Dryland ecosystems are often assumed to be highly resilient to periodic drought, and much less resilient to most other types of disturbance. The “desertification” paradigm reflects the widespread assumptions that (a) drylands are particularly susceptible to degradation, often resulting perennial grass losses and woody plant increases, (b) degradation is relatively persistent, and (c) abiotic forces dominate shifts towards desertified systems. The past 100 years of research at the Jornada Experimental Range USDA-LTER site in the northern Chihuahuan Desert has provided some support for the first two assumptions. Long-term research has also shown that avoiding degradation, and promoting perennial grass recovery, requires a more nuanced understanding of ecosystem dynamics at multiple spatial and temporal scales, and that multi-scale interactions between patterns and processes are important to long-term, large-scale dynamics.
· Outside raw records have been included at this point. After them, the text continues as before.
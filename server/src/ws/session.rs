//! One connected attendee.
//!
//! A session owns nothing of the meeting: it decodes inbound commands and
//! forwards them over the meeting's action channel, and it drains two
//! bounded queues (regular outbound traffic and a single-slot disconnect
//! reason) onto the socket. The reader and writer halves run as separate
//! tasks; whichever exits first drags the other down through the socket.

use std::sync::{Arc, OnceLock};
use std::time::Duration;

use axum::extract::ws::{Message, WebSocket};
use futures_util::stream::{SplitSink, SplitStream};
use futures_util::{SinkExt, StreamExt};
use serde_json::Value;
use tokio::sync::mpsc;
use tokio::sync::mpsc::error::TrySendError;
use tokio::time::{interval, timeout, timeout_at, Instant};

use crate::meeting::{MeetingHandle, UserAction};
use crate::ws::protocol::{self, DecodeError, Inbound, Outbound};

/// Keepalive ping cadence on the write path.
const PING_INTERVAL: Duration = Duration::from_secs(60);
/// Deadline for any single socket write.
const WRITE_DEADLINE: Duration = Duration::from_secs(10);
/// The reader gives up unless a pong arrives within this window.
const READ_DEADLINE: Duration = Duration::from_secs(90);
/// Outbound queue bound; broadcasts past it are dropped, never awaited.
const OUTBOUND_QUEUE: usize = 100;

/// Identity resolved from the membership key during registration. Set
/// exactly once by the meeting driver and immutable afterwards; the only
/// thing the session reader consults for its admin gate.
#[derive(Debug, Clone)]
pub struct Identity {
    pub authid: i32,
    pub keyid: i32,
    pub name: String,
    pub admin: bool,
}

pub struct Session {
    meeting: MeetingHandle,
    token: String,
    first_message: i32,
    remote: String,
    outbound_tx: mpsc::Sender<Outbound>,
    disconnect_tx: mpsc::Sender<String>,
    identity: OnceLock<Identity>,
}

/// Receiver halves owned by the writer task.
pub struct SessionReceivers {
    outbound: mpsc::Receiver<Outbound>,
    disconnect: mpsc::Receiver<String>,
}

impl Session {
    pub fn new(
        meeting: MeetingHandle,
        token: String,
        first_message: i32,
        remote: String,
    ) -> (Arc<Self>, SessionReceivers) {
        let (outbound_tx, outbound_rx) = mpsc::channel(OUTBOUND_QUEUE);
        let (disconnect_tx, disconnect_rx) = mpsc::channel(1);
        let session = Arc::new(Self {
            meeting,
            token,
            first_message,
            remote,
            outbound_tx,
            disconnect_tx,
            identity: OnceLock::new(),
        });
        let receivers = SessionReceivers {
            outbound: outbound_rx,
            disconnect: disconnect_rx,
        };
        (session, receivers)
    }

    pub fn token(&self) -> &str {
        &self.token
    }

    pub fn first_message(&self) -> i32 {
        self.first_message
    }

    pub fn remote(&self) -> &str {
        &self.remote
    }

    pub fn set_identity(&self, identity: Identity) {
        let _ = self.identity.set(identity);
    }

    pub fn identity(&self) -> Option<&Identity> {
        self.identity.get()
    }

    /// Queue a message for the socket. Never blocks the caller: a full
    /// queue drops the message with a log line.
    pub fn send(&self, message: Outbound) {
        match self.outbound_tx.try_send(message) {
            Ok(()) => {}
            Err(TrySendError::Full(_)) => {
                tracing::warn!(token = %self.token, "send queue full, dropping message");
            }
            Err(TrySendError::Closed(_)) => {
                tracing::debug!(token = %self.token, "send queue closed, dropping message");
            }
        }
    }

    pub fn send_error(&self, msg: &str) {
        self.send(Outbound::error(msg));
    }

    /// Ask the writer to close this session. The slot holds one reason; a
    /// second pending disconnect is dropped.
    pub fn push_disconnect(&self, reason: &str) {
        let _ = self.disconnect_tx.try_send(reason.to_string());
    }

    /// Decode one raw inbound frame and forward whatever it yields.
    pub(crate) async fn handle_inbound(self: &Arc<Self>, raw: &str) {
        let value: Value = match serde_json::from_str(raw) {
            Ok(value) => value,
            Err(err) => {
                tracing::warn!(token = %self.token, error = %err, "failed to parse json on connection");
                return;
            }
        };
        match protocol::decode(&value) {
            Ok(Some(command)) => self.dispatch(command).await,
            Ok(None) => {}
            Err(DecodeError::Ignored(reason)) => {
                tracing::warn!(token = %self.token, "{reason}");
            }
            Err(DecodeError::Rejected(msg)) => self.send_error(msg),
        }
    }

    async fn dispatch(self: &Arc<Self>, command: Inbound) {
        let action = match command {
            Inbound::Message { message } => UserAction::Message {
                session: self.clone(),
                message,
            },
            Inbound::Vote { question, vote } => UserAction::Vote {
                session: self.clone(),
                question,
                vote,
            },
            Inbound::Open => {
                if !self.admin_check("open meeting") {
                    return;
                }
                UserAction::OpenFinish {
                    session: self.clone(),
                    open: true,
                }
            }
            Inbound::Finish => {
                if !self.admin_check("finish meeting") {
                    return;
                }
                UserAction::OpenFinish {
                    session: self.clone(),
                    open: false,
                }
            }
            Inbound::NewPoll {
                question,
                answers,
                minutes,
            } => {
                if !self.admin_check("create new poll") {
                    return;
                }
                UserAction::NewPoll {
                    session: self.clone(),
                    question,
                    answers,
                    minutes,
                }
            }
            Inbound::AbortPoll => {
                if !self.admin_check("abort running poll") {
                    return;
                }
                UserAction::AbortPoll {
                    session: self.clone(),
                }
            }
            Inbound::Kick { user, canrejoin } => {
                if !self.admin_check("kick another user") {
                    return;
                }
                UserAction::KickUser {
                    session: self.clone(),
                    target: user,
                    canrejoin,
                }
            }
        };

        // Bounded action channel: a flooding client parks here instead of
        // growing a queue.
        let _ = self.meeting.actions.send(action).await;
    }

    /// Admin gate for privileged commands. Identity is installed once at
    /// registration, so reading it from the reader task is safe.
    fn admin_check(&self, what: &str) -> bool {
        let identity = self.identity.get();
        let admin = identity.map(|i| i.admin).unwrap_or(false);
        if !admin {
            let name = identity.map(|i| i.name.as_str()).unwrap_or("");
            tracing::warn!(member = name, "attempt by non-admin to {what}");
            self.send_error("Permission denied");
        }
        admin
    }
}

/// Read path: decode frames until the socket dies or the pong deadline
/// lapses, then unregister from the meeting.
pub async fn run_reader(session: Arc<Session>, mut stream: SplitStream<WebSocket>) {
    let mut deadline = Instant::now() + READ_DEADLINE;
    loop {
        match timeout_at(deadline, stream.next()).await {
            Err(_) => {
                tracing::info!(token = %session.token(), "read deadline expired");
                break;
            }
            Ok(None) => break,
            Ok(Some(Err(err))) => {
                tracing::info!(token = %session.token(), error = %err, "failed to read on connection");
                break;
            }
            Ok(Some(Ok(Message::Text(text)))) => session.handle_inbound(text.as_str()).await,
            Ok(Some(Ok(Message::Pong(_)))) => {
                deadline = Instant::now() + READ_DEADLINE;
            }
            Ok(Some(Ok(Message::Close(_)))) => break,
            // Pings are answered by the socket layer itself; binary frames
            // have no meaning here.
            Ok(Some(Ok(_))) => {}
        }
    }

    let _ = session.meeting.unregister.send(session.clone()).await;
    tracing::debug!(token = %session.token(), "connection closed in reading");
}

/// Write path: drain the disconnect slot, the outbound queue and the ping
/// ticker onto the socket. Dropping the sink on exit closes the socket,
/// which in turn ends the reader.
pub async fn run_writer(
    session: Arc<Session>,
    mut sink: SplitSink<WebSocket, Message>,
    mut receivers: SessionReceivers,
) {
    let mut ping = interval(PING_INTERVAL);
    // The first tick completes immediately; skip it.
    ping.tick().await;

    loop {
        tokio::select! {
            reason = receivers.disconnect.recv() => {
                if let Some(reason) = reason {
                    tracing::info!(token = %session.token(), %reason, "disconnecting session");
                    if let Err(err) = write_json(&mut sink, &Outbound::disconnect(&reason)).await {
                        tracing::warn!(token = %session.token(), error = %err, "error writing disconnect message");
                    }
                } else {
                    let _ = timeout(WRITE_DEADLINE, sink.send(Message::Close(None))).await;
                }
                break;
            }
            message = receivers.outbound.recv() => {
                match message {
                    Some(message) => {
                        if let Err(err) = write_json(&mut sink, &message).await {
                            tracing::info!(token = %session.token(), error = %err, "error writing to socket");
                            break;
                        }
                    }
                    None => {
                        let _ = timeout(WRITE_DEADLINE, sink.send(Message::Close(None))).await;
                        break;
                    }
                }
            }
            _ = ping.tick() => {
                match timeout(WRITE_DEADLINE, sink.send(Message::Ping(Vec::new().into()))).await {
                    Ok(Ok(())) => {}
                    _ => break,
                }
            }
        }
    }

    tracing::debug!(token = %session.token(), "connection closed in writing");
}

async fn write_json(
    sink: &mut SplitSink<WebSocket, Message>,
    payload: &Outbound,
) -> Result<(), axum::Error> {
    let text = serde_json::to_string(payload).map_err(axum::Error::new)?;
    match timeout(WRITE_DEADLINE, sink.send(Message::Text(text.into()))).await {
        Ok(result) => result,
        Err(elapsed) => Err(axum::Error::new(elapsed)),
    }
}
In this presentation we focus on how vegetation structure is both a short-term response to, and a long-term driver of, geomorphology at patch to landscape and even regional scales. We begin with relatively short-term relationships between soil moisture availability, and plant community composition and structure, and show how changing spatial structure can trigger changes in resource redistribution by wind and water. We then explore the consequences of these changes, in the form of relatively persistent shifts between plant communities, for landscape-scale changes in soil redistribution and pedogenesis. These changes eventually result in a shift in the potential of the system to support the establishment and growth of different plant communities in different parts of the landscape. We conclude with a brief discussion of conceptual and technological tools that are increasingly being used to contextualize and communicate to managers this multiple, interacting scales approach to ecosystem resilience to ensure that the information is relevant to both the current (soil and vegetation) state of their land, and the long-term (soil, topography, climate) potential.